Wed Mar 19 11:54:02 CET 2014

On Wed, Mar 19, 2014 at 1:21 PM, Armin Rigo <arigo at tunes.org> wrote:
> Hi Anatoly,
>
> On 19 March 2014 10:42, anatoly techtonik <techtonik at gmail.com> wrote:
>>> It's possible to do something like that in RPython, if you ignore all
>>> the additional complications like tracking raw-memory too; it looks
>>> like an infinite amount of painful work to me, but well, it's not my
>>> time :-)
>>
>> Fair point. =) I am thinking about bytecode machine. Virtualization
>> software like virtualbox allow to save state at run-time and restore it
>> later at the exact point - continue to run the system from the moment
>> it was saved. And they do this in incremental way - keeping track of
>> what memory and disk have been touched.
>>
>> So, can interpreter, while playing bytecode, do keep track of these
>> things and save/restore the state the same way? Is that possible
>> currently? If not, then why and what can be done?
>
> It's not fundamentally easier or harder to do than it would be doing
> the same thing on CPython or any custom C program.
>
> While I can imagine coming up with a proof of concept very quickly,
> that would save and restore only the GC-managed objects; the real pain
> starts when needing to track changes done to general low-level memory,
> which is not possible in general.  You would instead need some gross
> hack that copies the entire content of the memory of a process to
> emulate a fork(), which could also be done for CPython or any custom C
> program.  How to do it concretely on a specific OS like Windows is
> left as an exercice to the reader, but as a starting point, look at
> how Cygwin implements fork().

I don't know C well enough to read that code. Is it possible to describe this
in C independent manner? If I understand correctly, the problem starts
when you interact with some specific OS API calls and calls to .dll and
.so modules that use low level memory API during dynamic imports?
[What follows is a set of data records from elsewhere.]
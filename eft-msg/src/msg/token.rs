/// # Token
///
/// 0-8 bytes of opaque data used to correlate requests and responses
/// across message-id boundaries; the "request id" of CoAP.
///
/// Contrast with [`Id`](crate::Id), which correlates ACK/RST messages
/// with the Confirmable/Non-confirmable message they answer and is
/// used for deduplication.
#[derive(Copy, Clone, Hash, PartialEq, Eq, PartialOrd, Ord, Debug, Default)]
pub struct Token(pub tinyvec::ArrayVec<[u8; 8]>);

impl Token {
  /// How many bytes are in this token? (0..=8)
  pub fn len(&self) -> usize {
    self.0.len()
  }

  /// Is this a zero-length token?
  pub fn is_empty(&self) -> bool {
    self.0.is_empty()
  }
}
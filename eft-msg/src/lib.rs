//! Low-level representation of CoAP messages.
//!
//! The most notable item in `eft_msg` is `Message`;
//! a CoAP message very close to the actual byte layout.
//!
//! ## Allocation
//! CoAP messages have some attributes whose size is dynamic:
//! - The message payload (in http terms: the request/response body)
//! - the number of options (in http terms: headers)
//! - the value of an option (in http terms: header value)
//!
//! `Message` does not require an allocator and has no opinions about
//! what kind of collection it uses internally to store these values.
//!
//! It solves this problem by being generic over the collections it
//! needs, using the `Array` and `Map` traits from `eft_common` to
//! capture its idea of what makes a collection useful.
//!
//! This means that you may use the provided heap-backed alias
//! ([`alloc::Message`]) or fill in stack-backed `tinyvec` collections:
//!
//! ```rust
//! use tinyvec::ArrayVec;
//! use eft_msg::{Message, OptNumber, OptValue};
//!
//! // A message that can store a payload up to 1024 bytes, and up to
//! // 16 options, each with up to 4 repeated values of up to 64 bytes.
//! type StackMessage = Message<
//!   ArrayVec<[u8; 1024]>,
//!   ArrayVec<[(OptNumber, ArrayVec<[OptValue<ArrayVec<[u8; 64]>>; 4]>); 16]>,
//! >;
//! ```

#![cfg_attr(not(feature = "std"), no_std)]
#![cfg_attr(not(test), forbid(missing_debug_implementations, unreachable_pub))]
#![cfg_attr(not(test), deny(unsafe_code, missing_copy_implementations))]
#![deny(missing_docs)]

#[cfg(feature = "alloc")]
extern crate alloc as std_alloc;

#[doc(hidden)]
pub mod from_bytes;

/// Message structs
pub mod msg;

#[doc(hidden)]
pub mod to_bytes;

#[doc(inline)]
pub use from_bytes::TryFromBytes;
#[doc(inline)]
pub use msg::*;
#[doc(inline)]
pub use to_bytes::TryIntoBytes;

/// Type aliases for platforms with an allocator
#[cfg(feature = "alloc")]
pub mod alloc {
  use std_alloc::collections::BTreeMap;
  use std_alloc::vec::Vec;

  use crate::{OptNumber, OptValue};

  /// [`crate::Message`] that uses Vec and BTreeMap
  pub type Message = crate::Message<Vec<u8>, BTreeMap<OptNumber, Vec<OptValue<Vec<u8>>>>>;
}

#[cfg(test)]
pub(crate) fn test_msg() -> (alloc::Message, Vec<u8>) {
  use std_alloc::collections::BTreeMap;

  let header: [u8; 4] = 0b0100_0001_0100_0101_0000_0000_0000_0001_u32.to_be_bytes();
  let token: [u8; 1] = [254u8];
  let content_format: &[u8] = b"application/json";
  let options: [&[u8]; 2] = [&[0b_1100_1101u8, 0b00000011u8], content_format];
  let payload: [&[u8]; 2] = [&[0b1111_1111_u8], b"hello, world!"];
  let bytes = [header.as_ref(),
               token.as_ref(),
               options.concat().as_ref(),
               payload.concat().as_ref()].concat();

  let msg = alloc::Message { id: Id(1),
                             ty: Type::Con,
                             ver: Version(1),
                             token: Token(tinyvec::array_vec!([u8; 8] => 254)),
                             opts: BTreeMap::from([(OptNumber(12),
                                                    vec![OptValue(content_format.to_vec())])]),
                             code: Code { class: 2,
                                          detail: 5 },
                             payload: Payload(b"hello, world!".to_vec()) };
  (msg, bytes)
}
use super::{Step, StepOutput, _try};
use crate::net::Addrd;
use crate::platform::{self, Effect, PlatformTypes, Snapshot};
use crate::req::Req;
use crate::resp::code::{CONTINUE,
                        NOT_FOUND,
                        REQUEST_ENTITY_INCOMPLETE,
                        REQUEST_ENTITY_TOO_LARGE,
                        SERVICE_UNAVAILABLE};
use crate::resp::Resp;

/// Hard ceiling on the size of a reassembled request body.
///
/// A transfer that would exceed it is rejected with
/// `4.13 Request Entity Too Large`.
pub const MAX_ASSEMBLED_BODY: usize = 4096;

fn block_size(szx: u8) -> usize {
  1usize << (szx.min(6) + 4)
}

fn slice_of<A>(body: &A, offset: usize, size: usize) -> A
  where A: Array<Item = u8> + AppendCopy<u8>
{
  let end = (offset + size).min(body.get_size());
  let mut out = A::reserve(end - offset);
  out.append_copy(&body[offset..end]);
  out
}

/// An in-flight **outbound** block-wise exchange.
///
/// At most one may be active at a time; starting a second fails with
/// [`Error::Busy`].
#[derive(Debug)]
enum SendState<P: PlatformTypes> {
  /// Client-side Block1: we are pushing a fragmented request body.
  PushingRequest {
    /// The first fragment as it went on the wire; continuations clone
    /// its options & token
    original: Addrd<platform::Message<P>>,
    /// The complete request body
    body: P::MessagePayload,
    /// How many bytes of `body` have been sent so far
    offset: usize,
    /// The block number of the most recent fragment
    num: u32,
    /// Current block size exponent (may shrink if the server
    /// renegotiates)
    szx: u8,
    /// When this exchange is forgotten
    expires_at: Instant<P::Clock>,
  },
  /// Server-side Block2: we are serving a fragmented response body.
  ServingResponse {
    /// The complete response, options and all
    response: Addrd<platform::Message<P>>,
    /// Negotiated block size exponent
    szx: u8,
    /// When this exchange is forgotten
    expires_at: Instant<P::Clock>,
  },
}

/// An in-flight **inbound** block-wise exchange.
///
/// At most one may be active at a time; a competing exchange is
/// rejected on the wire.
#[derive(Debug)]
enum RecvState<P: PlatformTypes> {
  /// Server-side Block1: we are reassembling a fragmented request.
  AssemblingRequest {
    /// Whose fragments we accept
    peer: SocketAddr,
    /// Body assembled so far
    buf: P::MessagePayload,
    /// The only block number we will accept next
    expect_num: u32,
    /// Negotiated (echoed) block size exponent
    szx: u8,
    /// When this exchange is forgotten
    expires_at: Instant<P::Clock>,
  },
  /// Client-side Block2: we are reassembling a fragmented response.
  AssemblingResponse {
    /// The request that elicited the response; mirrored (sans payload)
    /// to ask for further blocks
    original: Addrd<platform::Message<P>>,
    /// Body assembled so far
    buf: P::MessagePayload,
    /// The last block number received
    num: u32,
    /// Block size exponent the server chose
    szx: u8,
    /// When this exchange is forgotten
    expires_at: Instant<P::Clock>,
  },
}

/// Step orchestrating block-wise transfer (RFC7959).
///
/// - outbound request bodies larger than the configured block size are
///   fragmented (`Block1`), with continuations driven by
///   `2.31 Continue` acknowledgements and size renegotiation honored;
/// - inbound fragmented requests are reassembled, answering each
///   non-final fragment with `2.31 Continue`, out-of-order fragments
///   with `4.08` and over-large bodies with `4.13`;
/// - outbound response bodies larger than the negotiated block size
///   are stored and served slice-by-slice (`Block2`), `4.04` past the
///   end;
/// - inbound fragmented responses are reassembled by mirroring the
///   original request with increasing block numbers.
///
/// Only one exchange may be in flight per direction; RFC7959 makes
/// this legal and it bounds memory to two bodies.
#[derive(Debug)]
pub struct Block<P: PlatformTypes, S> {
  inner: S,
  tx: Stem<Option<SendState<P>>>,
  rx: Stem<Option<RecvState<P>>>,
  last_request: Stem<Option<Addrd<platform::Message<P>>>>,
  peer_szx: Stem<Option<(SocketAddr, u8)>>,
}

impl<P: PlatformTypes, S: Default> Default for Block<P, S> {
  fn default() -> Self {
    Self { inner: S::default(),
           tx: Default::default(),
           rx: Default::default(),
           last_request: Default::default(),
           peer_szx: Default::default() }
  }
}

/// Errors that can be encountered orchestrating block-wise transfers
#[derive(Clone, Copy, PartialEq)]
pub enum Error<E> {
  /// The inner step failed.
  ///
  /// This variant's Debug representation is completely
  /// replaced by the inner type E's debug representation
  Inner(E),
  /// A block-wise exchange is already in flight in this direction
  Busy,
  /// A block option could not be encoded
  InvalidBlock(eft_msg::SetError),
}

impl<E> From<E> for Error<E> {
  fn from(e: E) -> Self {
    Error::Inner(e)
  }
}

impl<E: core::fmt::Debug> core::fmt::Debug for Error<E> {
  fn fmt(&self, f: &mut core::fmt::Formatter<'_>) -> core::fmt::Result {
    match self {
      | Self::Busy => f.debug_struct("Busy").finish(),
      | Self::InvalidBlock(e) => f.debug_tuple("InvalidBlock").field(e).finish(),
      | Self::Inner(e) => e.fmt(f),
    }
  }
}

impl<E: super::Error> super::Error for Error<E> {
  fn kind(&self) -> super::ErrorKind {
    match self {
      | Self::Busy => super::ErrorKind::Busy,
      | Self::InvalidBlock(_) => super::ErrorKind::Other,
      | Self::Inner(e) => e.kind(),
    }
  }
}

enum ReqOutcome<P: PlatformTypes> {
  Yield,
  YieldAssembled(P::MessagePayload),
  Continue { num: u32, szx: u8 },
  Slice(platform::Message<P>),
  Reject408,
  Reject413,
  Reject404,
  OtherExchangeActive,
  PassWithHint(u8),
}

enum RespOutcome<P: PlatformTypes> {
  Yield,
  YieldAssembled(P::MessagePayload),
  SendNext(platform::Message<P>),
}

impl<P: PlatformTypes, S> Block<P, S> {
  fn prune(&self, now: Instant<P::Clock>) {
    self.tx.map_mut(|tx| {
             let expired = match tx {
               | Some(SendState::PushingRequest { expires_at, .. })
               | Some(SendState::ServingResponse { expires_at, .. }) => now >= *expires_at,
               | None => false,
             };

             if expired {
               *tx = None;
             }
           });

    self.rx.map_mut(|rx| {
             let expired = match rx {
               | Some(RecvState::AssemblingRequest { expires_at, .. })
               | Some(RecvState::AssemblingResponse { expires_at, .. }) => now >= *expires_at,
               | None => false,
             };

             if expired {
               *rx = None;
             }
           });
  }

  fn expiry(&self, snap: &Snapshot<P>) -> Instant<P::Clock> {
    snap.time + Milliseconds(snap.config.exchange_lifetime_millis())
  }

  fn teardown_client_states(&self) {
    self.tx.map_mut(|tx| {
             if matches!(tx, Some(SendState::PushingRequest { .. })) {
               *tx = None;
             }
           });
    self.rx.map_mut(|rx| {
             if matches!(rx, Some(RecvState::AssemblingResponse { .. })) {
               *rx = None;
             }
           });
  }
}
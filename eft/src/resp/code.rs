pub use eft_msg::Code;

// 2.xx
/// 2.01 Created
pub const CREATED: Code = Code::new(2, 1);
/// 2.02 Deleted
pub const DELETED: Code = Code::new(2, 2);
/// 2.03 Valid
pub const VALID: Code = Code::new(2, 3);
/// 2.04 Changed
pub const CHANGED: Code = Code::new(2, 4);
/// 2.05 Content
pub const CONTENT: Code = Code::new(2, 5);
/// 2.31 Continue
///
/// This success status code indicates that the transfer of this
/// block of the request body was successful and that the server
/// encourages sending further blocks, but that a final outcome of the
/// whole block-wise request cannot yet be determined.
pub const CONTINUE: Code = Code::new(2, 31);

// 4.xx
/// 4.00 Bad Request
pub const BAD_REQUEST: Code = Code::new(4, 0);
/// 4.01 Unauthorized
pub const UNAUTHORIZED: Code = Code::new(4, 1);
/// 4.02 Bad Option
pub const BAD_OPTION: Code = Code::new(4, 2);
/// 4.03 Forbidden
pub const FORBIDDEN: Code = Code::new(4, 3);
/// 4.04 Not Found
pub const NOT_FOUND: Code = Code::new(4, 4);
/// 4.05 Method Not Allowed
pub const METHOD_NOT_ALLOWED: Code = Code::new(4, 5);
/// 4.06 Not Acceptable
pub const NOT_ACCEPTABLE: Code = Code::new(4, 6);
/// 4.08 Request Entity Incomplete
///
/// This client error status code indicates that the server has not
/// received the blocks of the request body that it needs to proceed.
/// The client has not sent all blocks, not sent them in the order
/// required by the server, or has sent them long enough ago that the
/// server has already discarded them.
pub const REQUEST_ENTITY_INCOMPLETE: Code = Code::new(4, 8);
/// 4.12 Precondition Failed
pub const PRECONDITION_FAILED: Code = Code::new(4, 12);
/// 4.13 Request Entity Too Large
pub const REQUEST_ENTITY_TOO_LARGE: Code = Code::new(4, 13);
/// 4.15 Unsupported Content-Format
pub const UNSUPPORTED_CONTENT_FORMAT: Code = Code::new(4, 15);

// 5.xx
/// 5.00 Internal Server Error
pub const INTERNAL_SERVER_ERROR: Code = Code::new(5, 0);
/// 5.01 Not Implemented
pub const NOT_IMPLEMENTED: Code = Code::new(5, 1);
/// 5.02 Bad Gateway
pub const BAD_GATEWAY: Code = Code::new(5, 2);
/// 5.03 Service Unavailable
pub const SERVICE_UNAVAILABLE: Code = Code::new(5, 3);
/// 5.04 Gateway Timeout
pub const GATEWAY_TIMEOUT: Code = Code::new(5, 4);
/// 5.05 Proxying Not Supported
pub const PROXYING_NOT_SUPPORTED: Code = Code::new(5, 5);
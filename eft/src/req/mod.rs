use eft_msg::{Id, MessageOptions, Token, Type};

use crate::platform::{self, PlatformTypes};

/// Request methods
pub mod method;

#[doc(inline)]
pub use method::Method;

/// A CoAP request
///
/// A thin wrapper around a [`platform::Message`] that names the
/// request-side semantics: the code is a [`Method`] and the Uri-Path
/// options are the resource being addressed.
pub struct Req<P: PlatformTypes>(platform::Message<P>);

impl<P: PlatformTypes> Req<P> {
  /// Create a new Confirmable request.
  ///
  /// The message id is left zero to be provisioned by the runtime when
  /// the request is sent; the token is left empty to be generated by
  /// [`Core::send_req`](crate::core::Core::send_req).
  ///
  /// ```
  /// use eft::platform::Std;
  /// use eft::req::{Method, Req};
  ///
  /// let req = Req::<Std>::new(Method::GET, "sensors/temp");
  /// assert_eq!(req.path_string().as_str(), "sensors/temp");
  /// ```
  pub fn new(method: Method, path: &str) -> Self {
    let mut msg = platform::Message::<P>::new(Type::Con,
                                              method.code(),
                                              Id(0),
                                              Token(Default::default()));
    msg.set_path(path).ok();

    Self(msg)
  }

  /// Creates a new GET request
  pub fn get(path: &str) -> Self {
    Self::new(Method::GET, path)
  }

  /// Creates a new POST request
  pub fn post(path: &str) -> Self {
    Self::new(Method::POST, path)
  }

  /// Creates a new PUT request
  pub fn put(path: &str) -> Self {
    Self::new(Method::PUT, path)
  }

  /// Creates a new DELETE request
  pub fn delete(path: &str) -> Self {
    Self::new(Method::DELETE, path)
  }

  /// Set this request to be non-confirmable
  ///
  /// Some messages do not require an acknowledgement. This is
  /// particularly true for messages that are repeated regularly for
  /// application requirements, such as repeated readings from a
  /// sensor.
  pub fn non(mut self) -> Self {
    self.0.ty = Type::Non;
    self
  }

  /// Get the request method
  pub fn method(&self) -> Method {
    Method(self.0.code)
  }

  /// Get the request type (confirmable, non-confirmable)
  pub fn msg_type(&self) -> Type {
    self.0.ty
  }

  /// Get a copy of the message id for this request
  pub fn msg_id(&self) -> Id {
    self.0.id
  }

  /// Get a copy of the message token for this request
  pub fn msg_token(&self) -> Token {
    self.0.token
  }

  /// Borrow the underlying message
  pub fn msg(&self) -> &platform::Message<P> {
    &self.0
  }

  /// Mutably borrow the underlying message
  pub fn msg_mut(&mut self) -> &mut platform::Message<P> {
    &mut self.0
  }

  /// Add a payload to this request
  pub fn set_payload(&mut self, payload: impl IntoIterator<Item = u8>) {
    self.0.payload = eft_msg::Payload(payload.into_iter().collect());
  }

  /// Get the payload's raw bytes
  pub fn payload(&self) -> &[u8] {
    &self.0.payload.0
  }

  /// Get the payload and attempt to interpret it as an ASCII string
  pub fn payload_str(&self) -> Result<&str, core::str::Utf8Error> {
    core::str::from_utf8(self.payload())
  }

  /// The request path as a `/`-joined stack string
  /// (capped at 1KB; longer paths are truncated)
  pub fn path_string(&self) -> crate::platform::String1Kb {
    use core::fmt::Write;

    let mut out = crate::platform::String1Kb::default();
    let mut first = true;
    for seg in self.0.path_segments() {
      if !first {
        write!(out, "/").ok();
      }
      write!(out, "{}", seg).ok();
      first = false;
    }

    out
  }
}

impl<P: PlatformTypes> Clone for Req<P> {
  fn clone(&self) -> Self {
    Self(self.0.clone())
  }
}

impl<P: PlatformTypes> core::fmt::Debug for Req<P> {
  fn fmt(&self, f: &mut core::fmt::Formatter<'_>) -> core::fmt::Result {
    f.debug_tuple("Req").field(&self.0).finish()
  }
}

impl<P: PlatformTypes> PartialEq for Req<P> {
  fn eq(&self, other: &Self) -> bool {
    self.0 == other.0
  }
}

impl<P: PlatformTypes> From<platform::Message<P>> for Req<P> {
  fn from(msg: platform::Message<P>) -> Self {
    Self(msg)
  }
}

impl<P: PlatformTypes> From<Req<P>> for platform::Message<P> {
  fn from(req: Req<P>) -> Self {
    req.0
  }
}
use eft_common::{Array, GetSize, Map, Stem};
use eft_msg::{CodeKind, Token, Type};
use no_std_net::SocketAddr;
use tinyvec::ArrayVec;

use super::{Step, StepOutput, _try};
use crate::logging::log;
use crate::net::Addrd;
use crate::platform::{self, Effect, PlatformTypes, Snapshot};
use crate::req::Req;
use crate::resp::Resp;

/// `Reset` that uses BTreeMap
///
/// Only enabled when feature "alloc" enabled.
#[cfg(feature = "alloc")]
pub mod alloc {
  use ::std_alloc::collections::BTreeMap;

  use super::*;

  /// [`Reset`](super::Reset) that uses BTreeMap
  ///
  /// For more information see [`super::Reset`].
  pub type Reset<S> = super::Reset<S, BTreeMap<Addrd<Token>, ()>>;
}

/// [`Reset`] that does not use heap allocation,
/// storing the token registry on the stack.
pub mod no_alloc {
  use super::*;

  /// [`Reset`](super::Reset) that does not use heap allocation.
  ///
  /// For more information see [`super::Reset`].
  pub type Reset<S> = super::Reset<S, ArrayVec<[(Addrd<Token>, ()); 16]>>;
}

/// Step that polices inbound traffic that answers nothing we sent:
///
/// - Confirmable or Non-confirmable **responses** whose token matches
///   no in-flight request are answered with an Empty Reset and
///   dropped.
/// - Empty **Confirmable** messages (CoAP ping) are answered with an
///   Empty Reset ("pong") and dropped.
/// - Inbound Resets and Empty Acks pass through untouched; matching
///   them to transactions is the retry step's business.
///
/// To know what "solicited" means, the step keeps a registry of the
/// tokens of outbound requests, pruned when a response arrives or the
/// transaction is aborted.
#[derive(Debug)]
pub struct Reset<S, B> {
  registry: Stem<B>,
  inner: S,
}

impl<S: Default, B: Default> Default for Reset<S, B> {
  fn default() -> Self {
    Self { registry: Default::default(),
           inner: S::default() }
  }
}

/// Errors that can be encountered when policing unsolicited responses
#[derive(Clone, PartialEq)]
pub enum Error<E> {
  /// The inner step failed.
  ///
  /// This variant's Debug representation is completely
  /// replaced by the inner type E's debug representation
  Inner(E),
  /// Tracking this outbound request would exceed a hard capacity for
  /// the token registry.
  ///
  /// Only applicable to [`Reset`] that uses `ArrayVec` or
  /// similar heapless backing structure.
  RegistryFull,
}

impl<E> From<E> for Error<E> {
  fn from(e: E) -> Self {
    Error::Inner(e)
  }
}

impl<E: core::fmt::Debug> core::fmt::Debug for Error<E> {
  fn fmt(&self, f: &mut core::fmt::Formatter<'_>) -> core::fmt::Result {
    match self {
      | Self::RegistryFull => f.debug_struct("RegistryFull").finish(),
      | Self::Inner(e) => e.fmt(f),
    }
  }
}

impl<E: super::Error> super::Error for Error<E> {
  fn kind(&self) -> super::ErrorKind {
    match self {
      | Self::RegistryFull => super::ErrorKind::Capacity,
      | Self::Inner(e) => e.kind(),
    }
  }
}

impl<S, B> Reset<S, B> {
  fn solicited(&self, token: Token, addr: SocketAddr) -> bool
    where B: Map<Addrd<Token>, ()>
  {
    self.registry.map_ref(|reg| {
                   reg.iter().any(|(Addrd(t, a), _)| {
                               *t == token && (*a == addr || a.ip().is_multicast())
                             })
                 })
  }

  fn forget(&self, token: Token, addr: SocketAddr)
    where B: Map<Addrd<Token>, ()>
  {
    self.registry.map_mut(|reg| {
                   // multicast destinations stay registered; many
                   // members may still respond
                   if reg.has(&Addrd(token, addr)) {
                     reg.remove(&Addrd(token, addr));
                   }
                 });
  }
}

impl<P: PlatformTypes,
      B: Map<Addrd<Token>, ()>,
      E: super::Error,
      S: Step<P, PollReq = Addrd<Req<P>>, PollResp = Addrd<Resp<P>>, Error = E>> Step<P>
  for Reset<S, B>
{
  type PollReq = Addrd<Req<P>>;
  type PollResp = Addrd<Resp<P>>;
  type Error = Error<E>;
  type Inner = S;

  fn poll_req(&self,
              snap: &Snapshot<P>,
              effects: &mut P::Effects)
              -> StepOutput<Self::PollReq, Self::Error> {
    self.inner
        .poll_req(snap, effects)
        .map(|o| o.map_err(|e| e.map(Error::Inner)))
  }

  fn poll_resp(&self,
               snap: &Snapshot<P>,
               effects: &mut P::Effects,
               token: Token,
               addr: no_std_net::SocketAddr)
               -> StepOutput<Self::PollResp, Self::Error> {
    let rep = _try!(Option<nb::Result>; self.inner.poll_resp(snap, effects, token, addr));

    let (ty, kind) = (rep.data().msg().ty, rep.data().msg().code.kind());

    match (ty, kind) {
      | (Type::Con, CodeKind::Empty) => {
        // CoAP ping; pong with Reset
        let pong = platform::Message::<P>::reset(rep.data().msg().id);
        effects.push(Effect::Send(Addrd(pong, rep.addr())));
        None
      },
      | (Type::Con | Type::Non, CodeKind::Response)
        if !self.solicited(rep.data().msg().token, rep.addr()) =>
      {
        let rst = platform::Message::<P>::reset(rep.data().msg().id);
        log!(Reset::poll_resp,
             effects,
             log::Level::Warn,
             "{:?} unsolicited response from {:?} rejected",
             rep.data().msg().token,
             rep.addr());
        effects.push(Effect::Send(Addrd(rst, rep.addr())));
        None
      },
      | (_, CodeKind::Response) => {
        self.forget(rep.data().msg().token, rep.addr());
        Some(Ok(rep))
      },
      | _ => Some(Ok(rep)),
    }
  }

  fn on_message_sent(&self,
                     snap: &Snapshot<P>,
                     effects: &mut P::Effects,
                     msg: &Addrd<platform::Message<P>>)
                     -> Result<(), Self::Error> {
    self.inner
        .on_message_sent(snap, effects, msg)
        .map_err(Error::Inner)?;

    match msg.data().code.kind() {
      | CodeKind::Request => {
        self.registry
            .map_mut(|reg| match reg.is_full() {
              | true => Err(Error::RegistryFull),
              | false => {
                reg.insert(msg.as_ref().map(|m| m.token), ()).ok();
                Ok(())
              },
            })
      },
      | _ => Ok(()),
    }
  }

  fn inner(&self) -> &S {
    &self.inner
  }

  fn on_abort(&self, token: Addrd<Token>) {
    self.registry.map_mut(|reg| reg.remove(&token));
    self.inner.on_abort(token);
  }
}

#[cfg(test)]
mod test {
  use eft_msg::{Id, TryIntoBytes};

  use super::*;
  use crate::step::parse::Parse;
  use crate::step::Empty;
  use crate::test;

  type Harness = alloc::Reset<Parse<Empty>>;

  fn resp_dgram(ty: Type, token: u8, addr: no_std_net::SocketAddr) -> Addrd<Vec<u8>> {
    let mut msg = test::msg!({ty} {eft_msg::Code::new(2, 5)} x.x.x.x:1111).unwrap();
    msg.id = Id(9);
    msg.token = Token(tinyvec::array_vec!([u8; 8] => token));
    Addrd(msg.try_into_bytes().unwrap(), addr)
  }

  #[test]
  fn unsolicited_con_response_is_reset() {
    let step = Harness::default();
    let snap = test::snapshot(Some(resp_dgram(Type::Con, 1, test::dummy_addr())), 0);

    let mut effects = vec![];
    let out = step.poll_resp(&snap,
                             &mut effects,
                             Token(tinyvec::array_vec!([u8; 8] => 1)),
                             test::dummy_addr());

    assert!(out.is_none());
    let rst = effects.iter().find_map(Effect::get_send).unwrap();
    assert_eq!(rst.data().ty, Type::Reset);
    assert_eq!(rst.data().id, Id(9));
  }

  #[test]
  fn solicited_response_passes() {
    let step = Harness::default();
    let req = test::msg!(CON GET x.x.x.x:1111).map(|mut m| {
                                                m.token =
                                                  Token(tinyvec::array_vec!([u8; 8] => 1));
                                                m
                                              });

    step.on_message_sent(&test::snapshot(None, 0), &mut vec![], &req)
        .unwrap();

    let snap = test::snapshot(Some(resp_dgram(Type::Con, 1, req.addr())), 0);
    let mut effects = vec![];
    let out = step.poll_resp(&snap,
                             &mut effects,
                             Token(tinyvec::array_vec!([u8; 8] => 1)),
                             req.addr());

    assert!(matches!(out, Some(Ok(_))));
    assert!(effects.iter().all(|e| !e.is_send()));
  }

  #[test]
  fn ping_is_ponged() {
    let step = Harness::default();
    let mut ping = test::msg!({Type::Con} {eft_msg::Code::EMPTY} x.x.x.x:1111).unwrap();
    ping.id = Id(44);
    let bytes: Vec<u8> = ping.try_into_bytes().unwrap();
    let snap = test::snapshot(Some(Addrd(bytes, test::dummy_addr())), 0);

    let mut effects = vec![];
    let out = step.poll_resp(&snap,
                             &mut effects,
                             Token(Default::default()),
                             test::dummy_addr());

    assert!(out.is_none());
    let pong = effects.iter().find_map(Effect::get_send).unwrap();
    assert_eq!(pong.data().ty, Type::Reset);
    assert_eq!(pong.data().id, Id(44));
  }

  #[test]
  fn inbound_reset_passes_through() {
    let step = Harness::default();
    let mut rst = test::msg!({Type::Reset} {eft_msg::Code::EMPTY} x.x.x.x:1111).unwrap();
    rst.id = Id(3);
    let bytes: Vec<u8> = rst.try_into_bytes().unwrap();
    let snap = test::snapshot(Some(Addrd(bytes, test::dummy_addr())), 0);

    let out = step.poll_resp(&snap,
                             &mut vec![],
                             Token(Default::default()),
                             test::dummy_addr());

    assert!(matches!(out, Some(Ok(rep)) if rep.data().msg().ty == Type::Reset));
  }
}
Are there other reasons? I'd like to get the idea what is the exact scope
when the rollback is still possible?

> The only advantage of PyPy, if you want, is that we can *add* an extra
> small complication on top of that, which is the aforementioned custom
> way to track the content of the GC objects.  Given that this is
> hopefully the biggest part of the memory, doing so would give a boost
> to the performance of the fork() emulation written as described above.

I don't feel confident that this is enough. Tracking GC memory is a cool
thing, and it would help to understand the problem better it is also helpful
to get notifications when something is done outside of interpreter sandbox.

The goal is like to track that Python bytecode was safe to rollback up to a
forking point (after unittest initialization is finished, for example).

The next step would be to annotate the exact system calls to calm down
the interpreter (and developers) and tell them what is the nature of these
calls and how to deal with them on rollback.